Florence + The Machine Never Let Me Go




Youri percorreva a grandi passi il corridoio, imprecando contro le mura insonorizzate delle camere dell'ostello, che non gli permettevano di ascoltare la conversazione tra Flavia e quel Stefano.
Era intento a dare una mano in sala per la cena ai clienti dell'alberghetto, quando sua zia Anja aveva fatto capolino facendogli cenno di avvicinarsi. Gli aveva detto che era appena arrivato un uomo italiano che cercava Flavia e che prima di avvisare la ragazza aveva pensato bene di chiamare lui.
"Chi pensi che sia?".
Lui aveva strabuzzato gli occhi: "E che ne posso sapere io?".
Poi lo aveva visto. E aveva subito capito chi era. In completo cachi e camicia candida dal colletto sbottonato, l'uomo si guardava attorno con aria distratta. Era alto, bruno, sulla quarantina. Quello che chiunque avrebbe detto essere un uomo affascinate, dall'aura carismatica. La sua presenza nella piccola reception era ingombrante quasi quanto l'aroma mascolino del suo dopobarba.
"Posso esserle utile?".
"Oh! Un giovanotto che parla italiano" aveva detto quello, sfoderando un sorriso accattivante.
Youri si chiese come un tipo del genere avesse potuto piacere a Flavia. Come un uomo tale l'avesse fatta innamorare e poi soffrire, prendendola spudoratamente in giro per anni. Aveva fatto una smorfia, non curante del fatto se quel tizio se ne potesse accorgere o meno.
"Sto cercando una persona... Flavia, è una fotoreporter italiana. Dovrebbe alloggiare qui".
Youri era stato tentato dall'irrefrenabile voglia di dire che lì non alloggiava nessuna fotoreporter italiana di nome Flavia, ma si era morso la punta della lingua con gli incisivi.
"Sì. Mi segua".
Lo aveva accompagnato alla camera di Flavia e l'espressione colpita di lei lo avevano infastidito. Lei aveva fatto entrare quell'uomo e gli aveva gettato un breve sguardo mormorando un breve ringraziamento, prima di chiudere la porta.
E ora si trovava a guardare il vecchio pavimento di parquet lucido del corridoio, a pochi passi dalla porta sbarrata della camera di Flavia, imprecando a denti stretti.
Lei gli aveva confessato che era finita con quel bellimbusto. La sera in cui erano usciti fuori a cena, la sera in cui lui aveva provato a baciarla in mezzo al prato di Campo di Marte ricevendone un rifiuto. La notte in cui lei si era completamente affidata a lui e l'aveva fatta sua.
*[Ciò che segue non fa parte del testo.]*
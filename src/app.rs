//! Application module: exposes the app model used by the TUI and runtime.
//!
//! The `App` model lives in `app::model` and holds the list cursor and the
//! volume slider.

mod model;

pub use model::*;

#[cfg(test)]
mod tests;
Non pensavo che chiudere definitamente col mio ex potesse essere così... rilassante. Sì. Rilassante. Mi sento più leggera. E tranquilla, ora.
Ricordava benissimo ogni parola, ogni pausa tra una parola e l'altra.
Che gli avesse mentito?
Youri scrollò il capo e si passò una mano sul viso, in un gesto esasperato. Si allontanò di poco, diretto alla finestra. L'aprì, in barba all'aria condizionata accesa, e si accese una sigaretta. Inspirò cercando di calmarsi.
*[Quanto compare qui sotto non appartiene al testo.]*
use super::*;

#[test]
fn cursor_wraps_in_both_directions() {
    let mut app = App::new(3, 1.0, 0.1);
    app.prev();
    assert_eq!(app.selected, 2);
    app.next();
    assert_eq!(app.selected, 0);
    app.next();
    app.next();
    assert_eq!(app.selected, 2);
}

#[test]
fn cursor_is_inert_without_tracks() {
    let mut app = App::new(0, 1.0, 0.1);
    app.next();
    app.prev();
    app.last();
    assert_eq!(app.selected, 0);
    assert!(!app.has_tracks());
}

#[test]
fn first_and_last_jump_to_the_ends() {
    let mut app = App::new(4, 1.0, 0.1);
    app.last();
    assert_eq!(app.selected, 3);
    app.first();
    assert_eq!(app.selected, 0);
}

#[test]
fn volume_slider_stays_within_bounds() {
    let mut app = App::new(1, 0.9, 0.25);
    assert_eq!(app.volume_up(), 1.0);
    assert_eq!(app.volume_up(), 1.0);

    let mut app = App::new(1, 0.1, 0.25);
    assert_eq!(app.volume_down(), 0.0);
    assert_eq!(app.volume_down(), 0.0);

    assert_eq!(App::new(1, 3.0, 0.1).volume, 1.0);
}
Non poteva avergli mentito. Tutti quei giorni passati assieme e le notti trascorse a fare l'amore. E i baci, gli sguardi, le chiacchierate, le emozioni. Non poteva essere tutto finto. Riusciva a distinguere quando Flavia mentiva, glielo leggeva negli occhi. E in quel periodo con lui, non avrebbe potuto essere più vera e sincera.
La spiegazione, evidentemente, era molto più semplice di tutte quelle congetture. Forse quel tizio era venuto fino a San Pietroburgo solo per tentare di riconquistarla dopo averla persa.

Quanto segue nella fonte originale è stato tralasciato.